Erschossenes Osmanen-Mitglied: Jetzt wird gegen SEK-Beamten ermittelt

Der Verdächtige war laut Staatsanwaltschaft "im Zeitpunkt des Zugriffs nach derzeitigem Kenntnisstand nicht bewaffnet".
Der Verdächtige war laut Staatsanwaltschaft "im Zeitpunkt des Zugriffs nach derzeitigem Kenntnisstand nicht bewaffnet".

Wuppertal - Nach dem mutmaßlichen tödlichen Polizeischuss auf einen türkischen Rocker in Wuppertal hat die Staatsanwaltschaft ein Ermittlungsverfahren gegen den SEK-Beamten eingeleitet.

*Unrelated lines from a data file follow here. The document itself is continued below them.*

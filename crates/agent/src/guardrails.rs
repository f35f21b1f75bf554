use crate::intent::{Intent, IntentSource};

#[derive(Clone, Debug, PartialEq, Eq)]
pub enum GuardrailDecision {
    Allow,
    Deny { reason_code: &'static str, user_message: String, fallback_path: &'static str },
    Degrade { reason_code: &'static str, user_message: String, fallback_path: &'static str },
}

impl GuardrailDecision {
    pub fn reason_code(&self) -> Option<&'static str> {
        match self {
            Self::Allow => None,
            Self::Deny { reason_code, .. } | Self::Degrade { reason_code, .. } => Some(reason_code),
        }
    }
}

/// Limits on what an LLM-proposed intent may do.
#[derive(Clone, Debug, PartialEq, Eq)]
pub struct GuardrailPolicy {
    pub max_item_quantity: u32,
    pub llm_can_commit: bool,
}

impl Default for GuardrailPolicy {
    fn default() -> Self {
        Self { max_item_quantity: 50, llm_can_commit: false }
    }
}

impl GuardrailPolicy {
    pub fn new(max_item_quantity: u32) -> Self {
        Self { max_item_quantity, ..Self::default() }
    }

    pub fn evaluate(&self, intent: &Intent, source: IntentSource) -> GuardrailDecision {
        if source != IntentSource::Llm {
            return GuardrailDecision::Allow;
        }

        match intent {
            Intent::Confirm | Intent::Cancel | Intent::Restart if !self.llm_can_commit => {
                GuardrailDecision::Degrade {
                    reason_code: "llm_commitment_disallowed",
                    user_message:
                        "Para confirmar ou cancelar, responda com \"confirmar\" ou \"cancelar\"."
                            .to_string(),
                    fallback_path: "explicit_commitment",
                }
            }
            Intent::AddItems { items }
                if items.iter().any(|item| item.quantity > self.max_item_quantity) =>
            {
                GuardrailDecision::Deny {
                    reason_code: "llm_quantity_out_of_range",
                    user_message: format!(
                        "Consigo adicionar no máximo {} unidades de cada item por mensagem.",
                        self.max_item_quantity
                    ),
                    fallback_path: "restate_quantity",
                }
            }
            Intent::RemoveItem { quantity: Some(quantity), .. }
                if *quantity > self.max_item_quantity =>
            {
                GuardrailDecision::Deny {
                    reason_code: "llm_quantity_out_of_range",
                    user_message: "Não entendi a quantidade a remover. Pode repetir?".to_string(),
                    fallback_path: "restate_quantity",
                }
            }
            _ => GuardrailDecision::Allow,
        }
    }
}
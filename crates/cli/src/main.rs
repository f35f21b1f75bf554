use std::process::ExitCode;

fn main() -> ExitCode {
    comanda_cli::run()
}
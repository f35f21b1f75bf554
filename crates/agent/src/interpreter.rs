use std::sync::Arc;
use std::time::Duration;

use tracing::{debug, warn};

use crate::guardrails::{GuardrailDecision, GuardrailPolicy};
use crate::intent::{DialogueSnapshot, Intent, IntentSource};
use crate::llm::{translate_guess, ClassifierContext, LlmClassifier};
use crate::rules::RuleClassifier;

/// Classified message plus an optional note for the reply.
#[derive(Clone, Debug, PartialEq, Eq)]
pub struct Interpretation {
    pub intent: Intent,
    pub source: IntentSource,
    pub notice: Option<String>,
}

impl Interpretation {
    fn new(intent: Intent, source: IntentSource) -> Self {
        Self { intent, source, notice: None }
    }
}

/// Rules first; the LLM only sees messages the rules gave up on.
pub struct IntentInterpreter {
    rules: RuleClassifier,
    llm: Option<Arc<dyn LlmClassifier>>,
    llm_timeout: Duration,
    min_confidence: f32,
    guardrails: GuardrailPolicy,
}

impl IntentInterpreter {
    pub fn new(rules: RuleClassifier, guardrails: GuardrailPolicy) -> Self {
        Self {
            rules,
            llm: None,
            llm_timeout: Duration::from_secs(8),
            min_confidence: 0.6,
            guardrails,
        }
    }

    pub fn with_llm(
        mut self,
        llm: Arc<dyn LlmClassifier>,
        timeout: Duration,
        min_confidence: f32,
    ) -> Self {
        self.llm = Some(llm);
        self.llm_timeout = timeout;
        self.min_confidence = min_confidence;
        self
    }

    pub fn rules(&self) -> &RuleClassifier {
        &self.rules
    }

    pub async fn interpret(
        &self,
        raw: &str,
        snapshot: &DialogueSnapshot,
        context: &ClassifierContext,
    ) -> Interpretation {
        if let Some(intent) = self.rules.classify(raw, snapshot) {
            let source = if snapshot.expects_choice() || snapshot.expects_address_text() {
                IntentSource::Context
            } else {
                IntentSource::Rule
            };
            return Interpretation::new(intent, source);
        }

        let Some(llm) = self.llm.as_ref() else {
            return Interpretation::new(Intent::Unknown, IntentSource::Rule);
        };

        let guess = match tokio::time::timeout(self.llm_timeout, llm.classify(raw, context)).await {
            Ok(Ok(guess)) => guess,
            Ok(Err(error)) => {
                warn!(
                    event_name = "dialogue.intent.llm_failed",
                    error = %error,
                    "llm classification failed, continuing with rules only"
                );
                return Interpretation::new(Intent::Unknown, IntentSource::Rule);
            }
            Err(_) => {
                warn!(
                    event_name = "dialogue.intent.llm_timeout",
                    timeout_ms = u64::try_from(self.llm_timeout.as_millis()).unwrap_or(u64::MAX),
                    "llm classification timed out, continuing with rules only"
                );
                return Interpretation::new(Intent::Unknown, IntentSource::Rule);
            }
        };

        if guess.confidence < self.min_confidence {
            debug!(
                event_name = "dialogue.intent.llm_low_confidence",
                confidence = guess.confidence,
                intent = %guess.intent,
                "discarding low confidence llm guess"
            );
            return Interpretation::new(Intent::Unknown, IntentSource::Llm);
        }

        let intent = translate_guess(&guess);
        match self.guardrails.evaluate(&intent, IntentSource::Llm) {
            GuardrailDecision::Allow => Interpretation::new(intent, IntentSource::Llm),
            GuardrailDecision::Deny { reason_code, user_message, fallback_path }
            | GuardrailDecision::Degrade { reason_code, user_message, fallback_path } => {
                debug!(
                    event_name = "dialogue.intent.guardrail",
                    reason_code,
                    fallback_path,
                    "llm intent blocked by guardrail"
                );
                Interpretation {
                    intent: Intent::Unknown,
                    source: IntentSource::Llm,
                    notice: Some(user_message),
                }
            }
        }
    }
}

#[cfg(test)]
mod tests {
    use std::sync::Arc;
    use std::time::Duration;

    use comanda_core::flows::DialogueState;

    use super::IntentInterpreter;
    use crate::guardrails::GuardrailPolicy;
    use crate::intent::{DialogueSnapshot, Intent, IntentSource, ItemRequest};
    use crate::llm::{ClassifierContext, RawIntentGuess, RawItem, ScriptedLlmClassifier};
    use crate::rules::RuleClassifier;

    fn browsing() -> DialogueSnapshot {
        DialogueSnapshot {
            state: DialogueState::Browsing,
            cart_lines: 0,
            has_pending: false,
            address_step: None,
            payment_step: None,
        }
    }

    fn interpreter(llm: Arc<ScriptedLlmClassifier>, timeout: Duration) -> IntentInterpreter {
        IntentInterpreter::new(RuleClassifier::new().expect("rules"), GuardrailPolicy::default())
            .with_llm(llm, timeout, 0.6)
    }

    #[tokio::test]
    async fn rules_short_circuit_the_llm() {
        let llm = Arc::new(ScriptedLlmClassifier::new());
        let interpreter = interpreter(llm.clone(), Duration::from_secs(1));

        let result = interpreter
            .interpret("quero 1 coca lata", &browsing(), &ClassifierContext::default())
            .await;
        assert_eq!(result.source, IntentSource::Rule);
        assert!(llm.calls().is_empty());
    }

    #[tokio::test]
    async fn llm_fills_in_when_rules_give_up() {
        let llm = Arc::new(ScriptedLlmClassifier::new());
        llm.push_guess(RawIntentGuess {
            intent: "add_items".to_string(),
            confidence: 0.9,
            items: vec![RawItem { term: "batata frita".to_string(), ..RawItem::default() }],
            ..RawIntentGuess::default()
        });
        let interpreter = interpreter(llm.clone(), Duration::from_secs(1));

        let result = interpreter
            .interpret("aquela batatinha", &browsing(), &ClassifierContext::default())
            .await;
        assert_eq!(result.source, IntentSource::Llm);
        assert_eq!(result.intent, Intent::AddItems { items: vec![ItemRequest::single("batata frita")] });
        assert_eq!(llm.calls(), vec!["aquela batatinha".to_string()]);
    }

    #[tokio::test]
    async fn slow_llm_degrades_to_unknown() {
        let llm = Arc::new(ScriptedLlmClassifier::new().with_latency(Duration::from_millis(200)));
        let interpreter = interpreter(llm, Duration::from_millis(20));

        let result = interpreter
            .interpret("aquela batatinha", &browsing(), &ClassifierContext::default())
            .await;
        assert_eq!(result.intent, Intent::Unknown);
        assert_eq!(result.notice, None);
    }

    #[tokio::test]
    async fn llm_commitments_and_low_confidence_are_refused() {
        let llm = Arc::new(ScriptedLlmClassifier::new());
        llm.push_guess(RawIntentGuess {
            intent: "confirm".to_string(),
            confidence: 0.95,
            ..RawIntentGuess::default()
        });
        llm.push_guess(RawIntentGuess {
            intent: "view_cart".to_string(),
            confidence: 0.2,
            ..RawIntentGuess::default()
        });
        let interpreter = interpreter(llm, Duration::from_secs(1));

        let confirm = interpreter
            .interpret("manda ver então", &browsing(), &ClassifierContext::default())
            .await;
        assert_eq!(confirm.intent, Intent::Unknown);
        assert!(confirm.notice.is_some_and(|notice| notice.contains("confirmar")));

        let low = interpreter
            .interpret("hmm talvez", &browsing(), &ClassifierContext::default())
            .await;
        assert_eq!(low.intent, Intent::Unknown);
    }
}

Es bestehe der Anfangsverdacht der fahrlässigen Tötung, teilte die Staatsanwaltschaft Wuppertal am Freitag mit.

Das Opfer soll zeitweise Präsident des Chapters Wuppertal der Rockergruppe "Osmanen Germania" gewesen sein. Gegen den 43-Jährigen hatte ein Haftbefehl wegen "szenetypischer Taten" vorgelegen. Bei der geplanten Festnahme durch Spezialkräfte am 9. Februar (TAG24 berichtete) war er in seiner Wohnung erschossen worden.

Der Verdächtige war laut Staatsanwaltschaft "im Zeitpunkt des Zugriffs nach derzeitigem Kenntnisstand nicht bewaffnet".

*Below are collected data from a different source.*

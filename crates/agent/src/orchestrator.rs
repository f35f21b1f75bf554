//! Turn processing: interpret one message, drive the dialogue state machine
//! and its sub-flows, and render the reply.
//!
//! The orchestrator never fails a turn. Collaborator trouble and rejected
//! transitions become replies; only the runtime around it deals with the
//! conversation store.

use std::future::Future;
use std::sync::Arc;
use std::time::Duration;

use chrono::{DateTime, Utc};
use rust_decimal::Decimal;
use serde::Serialize;
use tracing::{debug, info, warn};

use comanda_core::audit::{AuditCategory, AuditContext, AuditEvent, AuditOutcome, AuditSink};
use comanda_core::catalog::{normalize, CatalogResolver, Resolution, SynonymTable};
use comanda_core::config::AppConfig;
use comanda_core::domain::address::{AddressFlowState, FulfillmentMode};
use comanda_core::domain::cart::{Cart, CustomizationChoice, LineSelector, RemoveOutcome};
use comanda_core::domain::catalog::{CatalogItem, CatalogScope, ItemRef};
use comanda_core::domain::conversation::{
    ArchiveReason, ClarificationItem, ClarificationOption, Conversation, ConversationContext,
    MessageDirection, PendingClarification,
};
use comanda_core::domain::order::CheckoutRecord;
use comanda_core::domain::payment::AllocationCheck;
use comanda_core::errors::{ApplicationError, Collaborator, DialogueError};
use comanda_core::flows::{
    DialogueEvent, DialogueFlow, DialogueState, FlowAction, FlowEngine, FlowTransitionError,
    GuardContext, TransitionGuard,
};
use comanda_core::ports::{
    AddressBook, CatalogSource, CheckoutGateway, DeliveryFeeProvider, GeocodingProvider, PortError,
};
use comanda_core::pricing::price_order;

use crate::address_flow::{AddressFlowController, AddressInput};
use crate::checkout::OrderAssembler;
use crate::guardrails::GuardrailPolicy;
use crate::intent::{DialogueSnapshot, Intent, ItemRequest, PaymentMention, RemoveTarget};
use crate::interpreter::{IntentInterpreter, Interpretation};
use crate::llm::{ClassifierContext, LlmClassifier};
use crate::payment_flow::{PaymentFlowController, PaymentInput};
use crate::reply::ReplyRenderer;
use crate::rules::RuleClassifier;
use crate::runtime::InboundMessage;

const RECENT_MESSAGES: usize = 6;
const CATALOG_PROBE_MAX_WORDS: usize = 4;
const AUDIT_ACTOR: &str = "customer";

/// External systems a turn may call.
#[derive(Clone)]
pub struct Collaborators {
    pub catalog: Arc<dyn CatalogSource>,
    pub geocoder: Arc<dyn GeocodingProvider>,
    pub address_book: Arc<dyn AddressBook>,
    pub delivery_fee: Arc<dyn DeliveryFeeProvider>,
    pub checkout: Arc<dyn CheckoutGateway>,
    pub llm: Option<Arc<dyn LlmClassifier>>,
}

impl Collaborators {
    pub fn new(
        catalog: Arc<dyn CatalogSource>,
        geocoder: Arc<dyn GeocodingProvider>,
        address_book: Arc<dyn AddressBook>,
        delivery_fee: Arc<dyn DeliveryFeeProvider>,
        checkout: Arc<dyn CheckoutGateway>,
    ) -> Self {
        Self { catalog, geocoder, address_book, delivery_fee, checkout, llm: None }
    }

    pub fn with_llm(mut self, llm: Arc<dyn LlmClassifier>) -> Self {
        self.llm = Some(llm);
        self
    }
}

#[derive(Clone, Debug, PartialEq, Eq)]
pub struct DialogueSettings {
    pub idle_timeout: chrono::Duration,
    pub history_limit: usize,
    pub max_item_quantity: u32,
    pub payment_tolerance: Decimal,
    pub catalog_timeout: Duration,
}

impl DialogueSettings {
    pub fn from_config(config: &AppConfig) -> Self {
        Self {
            idle_timeout: chrono::Duration::minutes(
                i64::try_from(config.dialogue.idle_timeout_mins).unwrap_or(i64::MAX / 60_000),
            ),
            history_limit: config.dialogue.history_limit,
            max_item_quantity: config.dialogue.max_item_quantity,
            payment_tolerance: config.dialogue.payment_tolerance,
            catalog_timeout: Duration::from_secs(config.catalog.timeout_secs),
        }
    }
}

/// Observable consequences of a turn besides the reply text.
#[derive(Clone, Debug, PartialEq, Eq, Serialize)]
#[serde(tag = "type", rename_all = "snake_case")]
pub enum SideEffect {
    ConversationStarted { conversation_id: String },
    OrderCreated { order_id: String, idempotency_key: String, total: Decimal },
    ConversationArchived { conversation_id: String, reason: String },
}

#[derive(Clone, Debug, PartialEq)]
pub struct TurnResult {
    /// The conversation the next message will continue.
    pub conversation: Conversation,
    /// A conversation closed by this turn in favour of `conversation`.
    pub retired: Option<Conversation>,
    pub reply_text: String,
    pub side_effects: Vec<SideEffect>,
    pub intent: &'static str,
}

struct Turn {
    conversation: Conversation,
    retired: Option<Conversation>,
    effects: Vec<SideEffect>,
    audit: AuditContext,
    correlation_id: String,
    now: DateTime<Utc>,
}

impl Turn {
    fn new(conversation: Conversation, message: &InboundMessage) -> Self {
        let audit = audit_context(&conversation, &message.correlation_id);
        Self {
            conversation,
            retired: None,
            effects: Vec::new(),
            audit,
            correlation_id: message.correlation_id.clone(),
            now: message.timestamp,
        }
    }

    fn context(&mut self) -> &mut ConversationContext {
        &mut self.conversation.context
    }
}

fn audit_context(conversation: &Conversation, correlation_id: &str) -> AuditContext {
    AuditContext::new(
        Some(conversation.id.clone()),
        Some(conversation.session_key.0.clone()),
        correlation_id,
        AUDIT_ACTOR,
    )
}

enum Setback {
    Flow(FlowTransitionError),
    Dialogue(DialogueError),
}

enum Placement {
    Added(String),
    Question(String),
    Rejected(String),
}

enum CartMatch {
    Item(ItemRef),
    Lines(Vec<usize>),
    Missing,
}

pub struct DialogueOrchestrator {
    engine: FlowEngine<DialogueFlow>,
    interpreter: IntentInterpreter,
    resolver: CatalogResolver,
    address: AddressFlowController,
    payment: PaymentFlowController,
    assembler: OrderAssembler,
    renderer: ReplyRenderer,
    collaborators: Collaborators,
    audit: Arc<dyn AuditSink>,
    settings: DialogueSettings,
}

Weiter heißt es: "Ob der Beamte bei dem Schuss auf den Verdächtigen (...) von einer Notwehrsituation ausgehen konnte, ist ein zentraler Aspekt der andauernden intensiven Ermittlungen."

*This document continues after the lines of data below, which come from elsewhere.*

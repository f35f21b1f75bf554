use std::collections::BTreeMap;

use chrono::{DateTime, Duration, Utc};
use rust_decimal::Decimal;
use serde::{Deserialize, Serialize};
use uuid::Uuid;

use crate::domain::address::{AddressFlowState, AddressSelection, FulfillmentMode};
use crate::domain::cart::{Cart, CustomizationChoice};
use crate::domain::catalog::ItemRef;
use crate::domain::order::CheckoutRecord;
use crate::domain::payment::{PaymentFlowState, PaymentSelection};
use crate::flows::states::DialogueState;

#[derive(Clone, Debug, PartialEq, Eq, Hash, Serialize, Deserialize)]
pub struct ConversationId(pub String);

impl ConversationId {
    pub fn generate() -> Self {
        Self(Uuid::new_v4().to_string())
    }
}

/// Customer identity on a channel, e.g. `whatsapp:5541999990000`.
#[derive(Clone, Debug, PartialEq, Eq, Hash, PartialOrd, Ord, Serialize, Deserialize)]
pub struct SessionKey(pub String);

#[derive(Clone, Copy, Debug, PartialEq, Eq, Serialize, Deserialize)]
#[serde(rename_all = "snake_case")]
pub enum MessageDirection {
    Inbound,
    Outbound,
}

#[derive(Clone, Debug, PartialEq, Eq, Serialize, Deserialize)]
pub struct MessageRecord {
    pub direction: MessageDirection,
    pub body: String,
    pub occurred_at: DateTime<Utc>,
}

#[derive(Clone, Copy, Debug, PartialEq, Eq, Serialize, Deserialize)]
#[serde(rename_all = "snake_case")]
pub enum ArchiveReason {
    CheckoutCompleted,
    Cancelled,
    Timeout,
    Restarted,
}

impl ArchiveReason {
    pub fn as_str(&self) -> &'static str {
        match self {
            Self::CheckoutCompleted => "checkout_completed",
            Self::Cancelled => "cancelled",
            Self::Timeout => "timeout",
            Self::Restarted => "restarted",
        }
    }

    pub fn parse(value: &str) -> Option<Self> {
        match value.trim() {
            "checkout_completed" => Some(Self::CheckoutCompleted),
            "cancelled" => Some(Self::Cancelled),
            "timeout" => Some(Self::Timeout),
            "restarted" => Some(Self::Restarted),
            _ => None,
        }
    }
}

#[derive(Clone, Debug, PartialEq, Eq, Serialize, Deserialize)]
pub struct ClarificationItem {
    pub item_ref: ItemRef,
    pub label: String,
}

#[derive(Clone, Debug, PartialEq, Eq, Serialize, Deserialize)]
pub struct ClarificationOption {
    pub option_id: String,
    pub label: String,
}

/// A numbered question the bot asked and is waiting on.
#[derive(Clone, Debug, PartialEq, Eq, Serialize, Deserialize)]
#[serde(tag = "kind", rename_all = "snake_case")]
pub enum PendingClarification {
    /// The resolver could not pick between close catalog matches.
    ChooseItem {
        term: String,
        quantity: u32,
        modifiers: Vec<String>,
        observation: Option<String>,
        candidates: Vec<ClarificationItem>,
    },
    /// A required customization group was left empty.
    ChooseCustomization {
        item_ref: ItemRef,
        quantity: u32,
        choices: Vec<CustomizationChoice>,
        observation: Option<String>,
        group_id: String,
        group_name: String,
        options: Vec<ClarificationOption>,
    },
    /// A remove matched several lines of the same item.
    ChooseLine { positions: Vec<usize>, quantity: Option<u32> },
}

/// Structured per-conversation state carried between turns.
#[derive(Clone, Debug, Default, PartialEq, Serialize, Deserialize)]
pub struct ConversationContext {
    #[serde(default)]
    pub cart: Cart,
    #[serde(default)]
    pub fulfillment: Option<FulfillmentMode>,
    #[serde(default)]
    pub address_flow: Option<AddressFlowState>,
    #[serde(default)]
    pub address: Option<AddressSelection>,
    #[serde(default)]
    pub delivery_fee: Option<Decimal>,
    #[serde(default)]
    pub payment_flow: Option<PaymentFlowState>,
    #[serde(default)]
    pub payment: Option<PaymentSelection>,
    #[serde(default)]
    pub pending: Option<PendingClarification>,
    #[serde(default)]
    pub checkout: Option<CheckoutRecord>,
    #[serde(default)]
    pub attributes: BTreeMap<String, String>,
}

impl ConversationContext {
    /// Drops every resolution that depends on the cart contents or fulfillment.
    pub fn reset_checkout_progress(&mut self) {
        self.address_flow = None;
        self.payment_flow = None;
        self.payment = None;
    }

    /// Aborts sub-flows and forgets the fulfillment choice; the cart stays.
    pub fn abort_subflows(&mut self) {
        self.reset_checkout_progress();
        self.fulfillment = None;
        self.address = None;
        self.delivery_fee = None;
        self.pending = None;
    }

    pub fn address_resolved(&self) -> bool {
        self.address.is_some()
    }
}

#[derive(Clone, Debug, PartialEq, Eq, Serialize, Deserialize)]
pub struct ArchiveRecord {
    pub reason: ArchiveReason,
    pub archived_at: DateTime<Utc>,
}

#[derive(Clone, Debug, PartialEq, Serialize, Deserialize)]
pub struct Conversation {
    pub id: ConversationId,
    pub session_key: SessionKey,
    pub channel: String,
    pub state: DialogueState,
    pub context: ConversationContext,
    pub history: Vec<MessageRecord>,
    /// Optimistic concurrency token; incremented by the store on every save.
    pub version: u64,
    pub created_at: DateTime<Utc>,
    pub updated_at: DateTime<Utc>,
    pub last_activity_at: DateTime<Utc>,
    pub archived: Option<ArchiveRecord>,
}

impl Conversation {
    pub fn start(session_key: SessionKey, channel: impl Into<String>, now: DateTime<Utc>) -> Self {
        Self {
            id: ConversationId::generate(),
            session_key,
            channel: channel.into(),
            state: DialogueState::Greeting,
            context: ConversationContext::default(),
            history: Vec::new(),
            version: 0,
            created_at: now,
            updated_at: now,
            last_activity_at: now,
            archived: None,
        }
    }

    pub fn is_archived(&self) -> bool {
        self.archived.is_some()
    }

    pub fn is_idle(&self, now: DateTime<Utc>, idle_timeout: Duration) -> bool {
        now - self.last_activity_at > idle_timeout
    }

    pub fn archive(&mut self, reason: ArchiveReason, now: DateTime<Utc>) {
        if self.archived.is_none() {
            self.archived = Some(ArchiveRecord { reason, archived_at: now });
        }
    }

    /// Appends a message, keeping at most `limit` entries.
    pub fn record_message(
        &mut self,
        direction: MessageDirection,
        body: impl Into<String>,
        at: DateTime<Utc>,
        limit: usize,
    ) {
        self.history.push(MessageRecord { direction, body: body.into(), occurred_at: at });
        if limit > 0 && self.history.len() > limit {
            let overflow = self.history.len() - limit;
            self.history.drain(..overflow);
        }
    }
}

#[cfg(test)]
mod tests {
    use chrono::{Duration, Utc};

    use super::{ArchiveReason, Conversation, MessageDirection, SessionKey};
    use crate::flows::states::DialogueState;

    #[test]
    fn new_conversation_starts_in_greeting_with_version_zero() {
        let conversation =
            Conversation::start(SessionKey("web:abc".to_string()), "web", Utc::now());
        assert_eq!(conversation.state, DialogueState::Greeting);
        assert_eq!(conversation.version, 0);
        assert!(!conversation.is_archived());
    }

    #[test]
    fn history_is_capped_dropping_oldest() {
        let now = Utc::now();
        let mut conversation = Conversation::start(SessionKey("web:abc".to_string()), "web", now);
        for index in 0..5 {
            conversation.record_message(MessageDirection::Inbound, format!("m{index}"), now, 3);
        }
        let bodies = conversation.history.iter().map(|m| m.body.as_str()).collect::<Vec<_>>();
        assert_eq!(bodies, vec!["m2", "m3", "m4"]);
    }

    #[test]
    fn idle_detection_uses_last_activity() {
        let now = Utc::now();
        let conversation =
            Conversation::start(SessionKey("web:abc".to_string()), "web", now - Duration::minutes(90));
        assert!(conversation.is_idle(now, Duration::minutes(60)));
        assert!(!conversation.is_idle(now, Duration::minutes(120)));
    }

    #[test]
    fn archive_keeps_first_reason() {
        let now = Utc::now();
        let mut conversation = Conversation::start(SessionKey("web:abc".to_string()), "web", now);
        conversation.archive(ArchiveReason::Cancelled, now);
        conversation.archive(ArchiveReason::Timeout, now);
        assert_eq!(
            conversation.archived.map(|record| record.reason),
            Some(ArchiveReason::Cancelled)
        );
        assert_eq!(ArchiveReason::parse("timeout"), Some(ArchiveReason::Timeout));
    }
}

Die Rockergruppe "Osmanen Germania" vertritt nach Einschätzung des nordrhein-westfälischen Innenministeriums türkisch-nationalistische und rechtsextremistische Positionen. Die Polizei war in NRW wegen des Verdachts der Geldwäsche, Drogen- und Waffendelikten gegen die Gruppe vorgegangen.

Worum es bei der geplanten Festnahme in Wuppertal konkret ging, wollte die Staatsanwaltschaft aus ermittlungstaktischen Gründen weiterhin nicht mitteilen.